■ Exercise details: In full and unchanged, output the entries that follow.

■ Data in this exercise:
//! Wallpaper CLI commands.
//!
//! Inspect raw metadata blobs, decode wallpapers into cached definitions,
//! evaluate which frame to show, and scan whole folders.

use std::fs;
use std::path::{Path, PathBuf};

use clap::Args;
use colored::Colorize;
use tabled::settings::object::Columns;
use tabled::settings::{Alignment, Modify, Style};
use tabled::{Table, Tabled};

use crate::bplist::{self, Value};
use crate::cache::get_data_dir;
use crate::cli::output;
use crate::config::get_config;
use crate::error::HeicwallError;
use crate::platform::path::collapse_home;
use crate::wallpaper::metadata::{self, TagMap};
use crate::wallpaper::model::parse_time_of_day;
use crate::wallpaper::{
    CurrentEnvironment, DefinitionCache, SidecarMetadata, WallpaperDefinition, WallpaperLibrary, decode_definition,
    evaluate, frame_path,
};

/// Magic bytes at the start of a binary property list.
const BPLIST_MAGIC: &[u8] = b"bplist00";

/// Arguments of the `inspect` command.
#[derive(Args, Debug)]
#[command(after_long_help = r#"Examples:
  heicwall inspect YnBsaXN0MDDSAQIDBFFkUWwQARAACA0PERMAAAAAAAABAQAAAAAAAAAFAAAAAAAAAAAAAAAAAAAAFQ==
  heicwall inspect --file solar.b64   # Base64 text or raw bplist00 bytes"#)]
pub struct InspectArgs {
    /// Base64-encoded binary property list.
    #[arg(value_name = "BASE64", required_unless_present = "file", conflicts_with = "file")]
    pub blob: Option<String>,

    /// Read the property list from a file instead.
    #[arg(long, short, value_name = "PATH")]
    pub file: Option<PathBuf>,
}

/// Arguments of the `decode` command.
#[derive(Args, Debug)]
#[command(after_long_help = r#"Examples:
  heicwall decode Mojave.heic                         # Tags from Mojave.heic.json
  heicwall decode Mojave.heic --tags tags.json --json # Explicit extractor output"#)]
pub struct DecodeArgs {
    /// The `.heic` file to decode.
    #[arg(value_name = "IMAGE")]
    pub image: PathBuf,

    /// Extractor JSON output holding the image tags.
    /// Defaults to `<IMAGE>.json`.
    #[arg(long, short, value_name = "PATH")]
    pub tags: Option<PathBuf>,

    /// Output in JSON format instead of tables.
    #[arg(long, short)]
    pub json: bool,
}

■ Solution to the problem:
//! Wallpaper CLI commands.
//!
//! Inspect raw metadata blobs, decode wallpapers into cached definitions,
//! evaluate which frame to show, and scan whole folders.

use std::fs;
use std::path::{Path, PathBuf};

use clap::Args;
use colored::Colorize;
use tabled::settings::object::Columns;
use tabled::settings::{Alignment, Modify, Style};
use tabled::{Table, Tabled};

use crate::bplist::{self, Value};
use crate::cache::get_data_dir;
use crate::cli::output;
use crate::config::get_config;
use crate::error::HeicwallError;
use crate::platform::path::collapse_home;
use crate::wallpaper::metadata::{self, TagMap};
use crate::wallpaper::model::parse_time_of_day;
use crate::wallpaper::{
    CurrentEnvironment, DefinitionCache, SidecarMetadata, WallpaperDefinition, WallpaperLibrary, decode_definition,
    evaluate, frame_path,
};

/// Magic bytes at the start of a binary property list.
const BPLIST_MAGIC: &[u8] = b"bplist00";

/// Arguments of the `inspect` command.
#[derive(Args, Debug)]
#[command(after_long_help = r#"Examples:
  heicwall inspect YnBsaXN0MDDSAQIDBFFkUWwQARAACA0PERMAAAAAAAABAQAAAAAAAAAFAAAAAAAAAAAAAAAAAAAAFQ==
  heicwall inspect --file solar.b64   # Base64 text or raw bplist00 bytes"#)]
pub struct InspectArgs {
    /// Base64-encoded binary property list.
    #[arg(value_name = "BASE64", required_unless_present = "file", conflicts_with = "file")]
    pub blob: Option<String>,

    /// Read the property list from a file instead.
    #[arg(long, short, value_name = "PATH")]
    pub file: Option<PathBuf>,
}

/// Arguments of the `decode` command.
#[derive(Args, Debug)]
#[command(after_long_help = r#"Examples:
  heicwall decode Mojave.heic                         # Tags from Mojave.heic.json
  heicwall decode Mojave.heic --tags tags.json --json # Explicit extractor output"#)]
pub struct DecodeArgs {
    /// The `.heic` file to decode.
    #[arg(value_name = "IMAGE")]
    pub image: PathBuf,

    /// Extractor JSON output holding the image tags.
    /// Defaults to `<IMAGE>.json`.
    #[arg(long, short, value_name = "PATH")]
    pub tags: Option<PathBuf>,

    /// Output in JSON format instead of tables.
    #[arg(long, short)]
    pub json: bool,
}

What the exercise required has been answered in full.